In Cambodia’s Central and Northern Plains, an area known as the ‘Serengeti of Southeast Asia,’ motorbiking rangers are trying to stop illegal logging. Their weapon against the chainsaws? A smartphone app.
Cambodia has one of the world’s fastest rates of tree loss, and activities in this area are a significant contributor.
Some 250,000 Kuy people and other Indigenous groups live in the forests and began fighting to protect their landscape in 1997 with a campaign against a timber concession company. Their major concern was about the loss of trees used for tapping resin, an important part of their local economies. But road building for log transportation, illegal hunting, threats to endangered species such as Asian elephants and the giant ibis, and the general loss of cultural and natural resources were alarming as well.
The campaign grew into the local people taking it upon themselves to patrol the forest for illegal activities, later forming a network of communities in 2013 for greater effect. In 2016, the Cambodian government gave large swaths of the Preah Rokar and Prey Lang forests – which together cover some 700,000 hectares of the Plains – status as wildlife sanctuaries. Yet the deforestation continued, with much illegally felled timber exported to neighboring China and Vietnam.
Overall, Cambodia has seen a 23 percent decrease in tree cover since 2000 according to Global Forest Watch. As part of this, the country lost almost half of its dense old-growth forests: 3 million hectares, an area the size of Denmark. More than half of Cambodia is now non-forested.
Against this backdrop, two NGOs, a Danish university and Cambodian partners developed the Prey Lang app, or PL app for short, which launched in February 2015 in the Prey Lang Forest as a way to help the local patrollers keep track of their findings, expose the crimes in their landscape and inform policy changes.
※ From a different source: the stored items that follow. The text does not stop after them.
use std::path::PathBuf;
use std::time::Duration;

use clap::Parser;
use tracing::{info,warn,error};
use tracing_subscriber::{layer::SubscriberExt,util::SubscriberInitExt};

use sigmoid_forecast::{owid,graph};
use sigmoid_forecast::bootstrap::{Bootstrap,Convergence,Weighting};
use sigmoid_forecast::error::{Result,Error};
use sigmoid_forecast::loss::Loss;
use sigmoid_forecast::moving::{Forecaster,Mode};
use sigmoid_forecast::optimize::NelderMead;
use sigmoid_forecast::series::Series;


const COUNTRIES: &[&str] = &[
    "France", "Italy", "South Korea", "China", "Japan", "Spain", "United Kingdom",
    "Germany", "Denmark", "Sweden", "Norway", "Netherlands", "Australia", "Austria"
];


/// Fit bootstrap sigmoid curves to cumulative COVID-19 cases and forecast
/// them with uncertainty bands.
#[derive(Parser,Debug)]
#[command(version, about)]
struct Args {
    /// Countries to forecast, comma separated [default: 14 countries]
    #[arg(long, value_delimiter = ',')]
    regions: Vec<String>,
    /// Read the OWID full_data.csv from this file instead of downloading it
    #[arg(long)]
    data: Option<PathBuf>,
    #[arg(long, default_value = "cache")]
    cache: PathBuf,
    /// Minutes before the cached download is refreshed
    #[arg(long, default_value_t = 30)]
    cache_minutes: u64,
    #[arg(long, default_value = "graphs")]
    graphs: PathBuf,
    /// Forecast archive (CSV)
    #[arg(long, default_value = "forecasts.csv")]
    output: PathBuf,
    /// Band parameters per forecast (JSON)
    #[arg(long, default_value = "parameters.json")]
    params: PathBuf,
    /// Days before the total reaches this count are ignored
    #[arg(long, default_value_t = 15.0)]
    min_count: f64,
    #[arg(long, default_value_t = 50)]
    bootstrap: usize,
    /// Forecast horizon in days from the first fitted day
    #[arg(long, default_value_t = 90)]
    prediction: usize,
    /// Loss to minimize: mse or mad; anything else falls back to mse
    #[arg(long, default_value = "mse")]
    loss: String,
    /// Resample uniformly instead of favouring recent days
    #[arg(long)]
    uniform: bool,
    /// Recompute the forecast over growing training windows
    #[arg(long)]
    moving: bool,
    /// Observations added per training window
    #[arg(long, default_value_t = 7)]
    step: usize,
    /// Observations in the first training window
    #[arg(long, default_value_t = 15)]
    min_data: usize,
    /// Seed for the bootstrap draws [default: random, logged]
    #[arg(long)]
    seed: Option<u64>,
    /// Optimizer iteration cap per fit [default: 200 per parameter]
    #[arg(long)]
    max_iter: Option<usize>,
    /// Drop bootstrap fits that did not converge
    #[arg(long)]
    discard_unconverged: bool,
}


fn main() -> Result<()> {

    tracing_subscriber::registry()
	.with(tracing_subscriber::fmt::layer())
	.with(tracing_subscriber::EnvFilter::try_from_default_env()
	      .unwrap_or_else(|_| "info".into()))
	.init();

    let args = Args::parse();

    let records = match &args.data {
	Some(path) => owid::load(path)?,
	None => owid::full_data(&args.cache, Duration::from_secs(args.cache_minutes * 60))?,
    };

    let names: Vec<String> = match args.regions.is_empty() {
	true => COUNTRIES.iter().map(|c| c.to_string()).collect(),
	false => args.regions.clone(),
    };

    let regions: Vec<(String,Series)> = names.iter().filter_map(
	|name| match owid::total_cases(&records, name) {
	    Ok(series) => Some((name.clone(), series)),
	    Err(err) => { warn!("Skipping {}: {}", name, err); None }
	}).collect();

    let seed = args.seed.unwrap_or_else(rand::random);
    info!("Forecasting {} regions with seed {}", regions.len(), seed);

    let bootstrap = Bootstrap {
	loss: Loss::parse_or_default(&args.loss),
	weighting: Weighting::linear(!args.uniform),
	convergence: match args.discard_unconverged {
	    true => Convergence::DiscardUnconverged,
	    false => Convergence::KeepAll,
	},
	minimizer: NelderMead { max_iter: args.max_iter, ..Default::default() },
	..Bootstrap::new(args.bootstrap, seed)
    };
    let mode = match args.moving {
	true => Mode::Moving { step: args.step, min_data: args.min_data },
	false => Mode::Single,
    };
    let forecaster = Forecaster {
	min_count: args.min_count,
	..Forecaster::new(bootstrap, args.prediction, mode)
    };

    let mut archive = forecaster.forecast_regions(&regions);
    archive.sort();

    for failure in archive.failures() {
	match failure.date_end_train {
	    Some(date) => warn!("{} (trained until {}): {}", failure.location, date, failure.error),
	    None => warn!("{}: {}", failure.location, failure.error),
	}
    }

    if archive.is_empty() {
	return Err(Error::MissingData);
    }

    archive.save_csv(&args.output)?;
    archive.save_params(&args.params)?;
    info!("Wrote {} forecast rows to {}", archive.rows(), args.output.display());

    let observed: Vec<(String,graph::Observed)> = regions.iter().map(
	|(name,_)| (name.clone(), owid::observed(&records, name))
    ).collect();

    if let Err(err) = graph::cases_graph(&args.graphs, &observed) {
	error!("cases graph: {}", err);
    }

    for (name,rows) in &observed {
	let batches: Vec<_> = archive.location(name).collect();
	if batches.is_empty() {
	    continue;
	}
	match graph::forecast_graph(&args.graphs, name, rows, &batches) {
	    Ok(path) => info!("Wrote {}", path.display()),
	    Err(err) => error!("{} forecast graph: {}", name, err),
	}
    }

    Ok(())

}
This February, the same group of partners expanded the app to also include the Preah Rokar Forest.
More than 100 local patrollers – a mix of men, women and youth – now use the PL app to monitor the forests, with many trained by the partners in data collection and peaceful conflict resolution, in the case that encounters with loggers don’t go smoothly.
“From a project perspective, we are aiming to work with more communities inside Cambodia but also globally,” says Dimitris Argyriou, a project and data manager affiliated with the University of Copenhagen. “From a technological point of view, we would like to harness the power of satellite imagery in order to make more informed decisions regarding areas of patrolling and also to enhance the power of our collected data.”
The rangers patrol the forest on motorbikes listening for the sounds of chainsaws or other activity, then quietly proceed on foot to the source. The app then records sounds, photos and GPS coordinates to provide documented proof of illegal operations.
Since the app’s launch, roughly 24,000 entries have been made through the app, with nearly half of them further validated by data managers at the University of Copenhagen. Duplicate entries and entries lacking proper photographic documentation or with technical problems are rejected.
Since the app’s expansion into Preah Rokar Forest this year, 29 percent of all entries have documented illegal activities, with 98 percent of those connected to illegal logging. The other 59 percent have collected data on the forest’s valuable resources: trees, animals, sacred resources such as certain trees and burial sites, and other forest products.
The app aims to reverse destruction despite ongoing challenges such as motorbikes breaking down, the thick forest canopy sometimes impeding accurate GPS coordinates, technical problems and an overall lack of enough smartphones, and corruption of local officials.
The community patrollers are allowed to confiscate logging equipment – chainsaws, tractors and the like – and bring them to checkpoints run by the country’s environment ministry. However, in some cases, confiscated equipment has been tracked back into the hands of the loggers. The patrollers do not have the power to impose sanctions on the loggers, and an added job becomes trying to expose the ministry officials colluding with the loggers.
Once enough data is collected through the app, it’s compiled into a report presented to the Cambodian government. The government has often attempted to downplay findings in reports from Prey Lang, says Argyriou, but outreach to Cambodian media is done to help disseminate the information nonetheless.
This has publicly alerted the Cambodian government to the scale of deforestation and land rights encroachment occurring within the country and helped the forests gain status as protected areas, despite illegal logging and other activities continuing.
“We are striving for banning the sawmills in and around the protected areas, and we demand more rights to the Indigenous Kuy and Khmer patrollers, such as sanctioning power to stop illegal logging,” says Argyriou.
“Above all, to speak with hot-topic terms, this project highlights that empowering Indigenous grassroots initiatives and equipping them with citizen science tools that utilize innovative technologies is a cost-effective method and should be trusted to shape the future of climate justice.”